From: Xiubo Li <xiubli@redhat.com>
To: Venky Shankar <vshankar@redhat.com>
Cc: Ilya Dryomov <idryomov@gmail.com>,
	ceph-devel@vger.kernel.org, jlayton@kernel.org,
	mchangir@redhat.com, atomlin@atomlin.com, stable@vger.kernel.org
Subject: Re: [PATCH v3] ceph: blocklist the kclient when receiving corrupted snap trace
Date: Fri, 9 Dec 2022 16:07:27 +0800	[thread overview]
Message-ID: <1eb59764-5489-8af9-d502-4f3bd44be4dd@redhat.com> (raw)

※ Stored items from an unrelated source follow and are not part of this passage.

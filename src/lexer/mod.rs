use logos::Logos;

/// Tokens of a feature detail string
/// Covers the shorthand found on drawings and in CAD feature trees:
/// "ø60 h9", "M10×1.5", "80×22×3.4mm", "ø30, L=100", "1x45°"

#[derive(Logos, Debug, Clone, PartialEq)]
#[logos(skip r"[ \t\r\n\f]+")] // Skip whitespace
#[logos(error = LexerError)]
pub enum Token {
    // Literals
    #[regex(r"\d+(\.\d+)?", |lex| lex.slice().parse::<f64>().ok())]
    Number(f64),

    #[regex(r"[A-Za-z]+", |lex| lex.slice().to_string())]
    Word(String),

    // Diameter markers
    #[token("ø")]
    #[token("Ø")]
    #[token("⌀")]
    #[token("dia")]
    #[token("diameter")]
    Diameter,

    // Dimension separators
    #[token("x", priority = 3)]
    #[token("X", priority = 3)]
    #[token("×")]
    #[token("*")]
    Times,

    #[token("=")]
    #[token(":")]
    Equals,

    #[token(",")]
    #[token(";")]
    #[token("/")]
    Separator,

    #[token("mm")]
    Millimetre,

    #[token("°")]
    Degree,
}

#[derive(Debug, Clone, PartialEq, Default)]
pub struct LexerError;

impl std::fmt::Display for LexerError {
    fn fmt(&self, f: &mut std::fmt::Formatter<'_>) -> std::fmt::Result {
        write!(f, "lexer error")
    }
}

impl std::error::Error for LexerError {}

/// Lex the input string into tokens, dropping characters the lexer does not know
pub fn lex(input: &str) -> Vec<(Token, logos::Span)> {
    let tokens = Token::lexer(input)
        .spanned()
        .filter_map(|(result, span)| match result {
            Ok(token) => Some((token, span)),
            Err(_) => None,
        })
        .collect();
    merge_decimal_commas(input, tokens)
}

/// `12,5` is one number; `40,15,60` stays a list of three
fn merge_decimal_commas(input: &str, tokens: Vec<(Token, logos::Span)>) -> Vec<(Token, logos::Span)> {
    let integer = |i: usize| {
        matches!(tokens.get(i), Some((Token::Number(_), span))
            if input[span.clone()].bytes().all(|b| b.is_ascii_digit()))
    };
    let comma = |i: usize| {
        matches!(tokens.get(i), Some((Token::Separator, span)) if &input[span.clone()] == ",")
    };
    let touching = |i: usize| tokens[i].1.end == tokens[i + 1].1.start;

    let mut out = Vec::with_capacity(tokens.len());
    let mut i = 0;
    while i < tokens.len() {
        if !integer(i) {
            out.push(tokens[i].clone());
            i += 1;
            continue;
        }

        // Last index of a run `n,n,n` written without spaces
        let mut last = i;
        while integer(last + 2) && comma(last + 1) && touching(last) && touching(last + 1) {
            last += 2;
        }

        if last == i + 2 {
            let span = tokens[i].1.start..tokens[last].1.end;
            if let Ok(value) = input[span.clone()].replace(',', ".").parse::<f64>() {
                out.push((Token::Number(value), span));
                i = last + 1;
                continue;
            }
        }
        out.extend(tokens[i..=last].iter().cloned());
        i = last + 1;
    }
    out
}

/// Spans of input the lexer could not classify
pub fn unrecognized(input: &str) -> Vec<logos::Span> {
    Token::lexer(input)
        .spanned()
        .filter_map(|(result, span)| result.err().map(|_| span))
        .collect()
}

#[cfg(test)]
mod tests {
    use super::*;
    use pretty_assertions::assert_eq;

    fn tokens(input: &str) -> Vec<Token> {
        lex(input).into_iter().map(|(t, _)| t).collect()
    }

    #[test]
    fn test_diameter_with_fit() {
        assert_eq!(
            tokens("ø60 h9"),
            vec![
                Token::Diameter,
                Token::Number(60.0),
                Token::Word("h".to_string()),
                Token::Number(9.0),
            ]
        );
    }

    #[test]
    fn test_metric_thread() {
        assert_eq!(
            tokens("M10×1.5"),
            vec![
                Token::Word("M".to_string()),
                Token::Number(10.0),
                Token::Times,
                Token::Number(1.5),
            ]
        );
    }

    #[test]
    fn test_separated_dimensions() {
        assert_eq!(
            tokens("80x22x3.4mm"),
            vec![
                Token::Number(80.0),
                Token::Times,
                Token::Number(22.0),
                Token::Times,
                Token::Number(3.4),
                Token::Millimetre,
            ]
        );
    }

    #[test]
    fn test_keyed_length() {
        assert_eq!(
            tokens("ø30, L=100"),
            vec![
                Token::Diameter,
                Token::Number(30.0),
                Token::Separator,
                Token::Word("L".to_string()),
                Token::Equals,
                Token::Number(100.0),
            ]
        );
    }

    #[test]
    fn test_words_are_not_split_on_x() {
        assert_eq!(
            tokens("max 5"),
            vec![Token::Word("max".to_string()), Token::Number(5.0)]
        );
        assert_eq!(tokens("diagonal"), vec![Token::Word("diagonal".to_string())]);
    }

    #[test]
    fn test_spans_are_byte_offsets() {
        let lexed = lex("ø30");
        assert_eq!(lexed[0].1, 0..2);
        assert_eq!(lexed[1].1, 2..4);
    }

    #[test]
    fn test_decimal_comma() {
        assert_eq!(
            tokens("ø12,5 L=40"),
            vec![
                Token::Diameter,
                Token::Number(12.5),
                Token::Word("L".to_string()),
                Token::Equals,
                Token::Number(40.0),
            ]
        );
        assert_eq!(lex("ø12,5")[1].1, 2..6);
        assert_eq!(tokens("M10x1,5")[3], Token::Number(1.5));
    }

    #[test]
    fn test_comma_lists_and_spaced_commas_stay_separated() {
        assert_eq!(
            tokens("40,15,60"),
            vec![
                Token::Number(40.0),
                Token::Separator,
                Token::Number(15.0),
                Token::Separator,
                Token::Number(60.0),
            ]
        );
        assert_eq!(
            tokens("ø30, 100"),
            vec![Token::Diameter, Token::Number(30.0), Token::Separator, Token::Number(100.0)]
        );
        // A decimal before the comma is not extended
        assert_eq!(tokens("1.5,3")[1], Token::Separator);
    }

    #[test]
    fn test_unrecognized_characters_reported() {
        // "ø" is two bytes wide
        assert_eq!(unrecognized("ø30 #"), vec![5..6]);
        assert!(unrecognized("ø30, L=100").is_empty());
    }
}
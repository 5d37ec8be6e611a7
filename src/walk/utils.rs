//! Shared helpers for the format walk

use std::fs::DirEntry;
use std::path::Path;

use glob::{MatchOptions, Pattern};

use super::config::{EXCLUDED_FILE, PYTHON_PATTERN};

/// Matching ignores letter case so `.PY` files are picked up even on
/// case-sensitive filesystems.
fn match_options() -> MatchOptions {
    MatchOptions {
        case_sensitive: false,
        require_literal_separator: false,
        require_literal_leading_dot: false,
    }
}

/// Check if a file name is a Python source file.
pub fn is_python_source(name: &str) -> bool {
    Pattern::new(PYTHON_PATTERN)
        .map(|p| p.matches_with(name, match_options()))
        .unwrap_or(false)
}

/// Check if a file name is on the exclusion list.
pub fn is_excluded(name: &str) -> bool {
    name.eq_ignore_ascii_case(EXCLUDED_FILE)
}

/// Read directory entries, dropping unreadable ones, sorted by name for
/// deterministic output. Returns `None` if the directory cannot be listed.
pub fn read_entries(path: &Path) -> Option<Vec<DirEntry>> {
    let entries = std::fs::read_dir(path).ok()?;

    let mut entries: Vec<_> = entries.filter_map(|e| e.ok()).collect();
    entries.sort_by_key(|a| a.file_name());

    Some(entries)
}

In-Reply-To: <CACPzV1mhhskPUz1URs6FUJE9CebOVm1xcRTRgK2yYiwD+soO2g@mail.gmail.com>


On 09/12/2022 15:15, Venky Shankar wrote:
> On Fri, Dec 9, 2022 at 12:29 PM Xiubo Li <xiubli@redhat.com> wrote:
>>
>> On 09/12/2022 14:14, Venky Shankar wrote:
>>> On Thu, Dec 8, 2022 at 6:10 AM Xiubo Li <xiubli@redhat.com> wrote:
>>>> On 07/12/2022 22:20, Ilya Dryomov wrote:
>>>>> On Wed, Dec 7, 2022 at 2:31 PM Xiubo Li <xiubli@redhat.com> wrote:
>>>>>> On 07/12/2022 21:19, Xiubo Li wrote:
>>>>>>> On 07/12/2022 18:59, Ilya Dryomov wrote:
>>>>>>>> On Tue, Dec 6, 2022 at 1:59 PM <xiubli@redhat.com> wrote:
>>>>>>>>> From: Xiubo Li <xiubli@redhat.com>
>>>>>>>>>
>>>>>>>>> When received corrupted snap trace we don't know what exactly has
>>>>>>>>> happened in MDS side. And we shouldn't continue writing to OSD,
>>>>>>>>> which may corrupt the snapshot contents.
>>>>>>>>>
>>>>>>>>> Just try to blocklist this client and If fails we need to crash the
>>>>>>>>> client instead of leaving it writeable to OSDs.
>>>>>>>>>
>>>>>>>>> Cc: stable@vger.kernel.org
>>>>>>>>> URL: https://tracker.ceph.com/issues/57686
>>>>>>>>> Signed-off-by: Xiubo Li <xiubli@redhat.com>
>>>>>>>>> ---
>>>>>>>>>
>>>>>>>>> Thanks Aaron's feedback.
>>>>>>>>>
>>>>>>>>> V3:
>>>>>>>>> - Fixed ERROR: spaces required around that ':' (ctx:VxW)
>>>>>>>>>
>>>>>>>>> V2:
>>>>>>>>> - Switched to WARN() to taint the Linux kernel.
>>>>>>>>>
>>>>>>>>>      fs/ceph/mds_client.c |  3 ++-
>>>>>>>>>      fs/ceph/mds_client.h |  1 +
>>>>>>>>>      fs/ceph/snap.c       | 25 +++++++++++++++++++++++++
>>>>>>>>>      3 files changed, 28 insertions(+), 1 deletion(-)
>>>>>>>>>
>>>>>>>>> diff --git a/fs/ceph/mds_client.c b/fs/ceph/mds_client.c
>>>>>>>>> index cbbaf334b6b8..59094944af28 100644
>>>>>>>>> --- a/fs/ceph/mds_client.c
>>>>>>>>> +++ b/fs/ceph/mds_client.c
>>>>>>>>> @@ -5648,7 +5648,8 @@ static void mds_peer_reset(struct
>>>>>>>>> ceph_connection *con)
>>>>>>>>>             struct ceph_mds_client *mdsc = s->s_mdsc;
>>>>>>>>>
>>>>>>>>>             pr_warn("mds%d closed our session\n", s->s_mds);
>>>>>>>>> -       send_mds_reconnect(mdsc, s);
>>>>>>>>> +       if (!mdsc->no_reconnect)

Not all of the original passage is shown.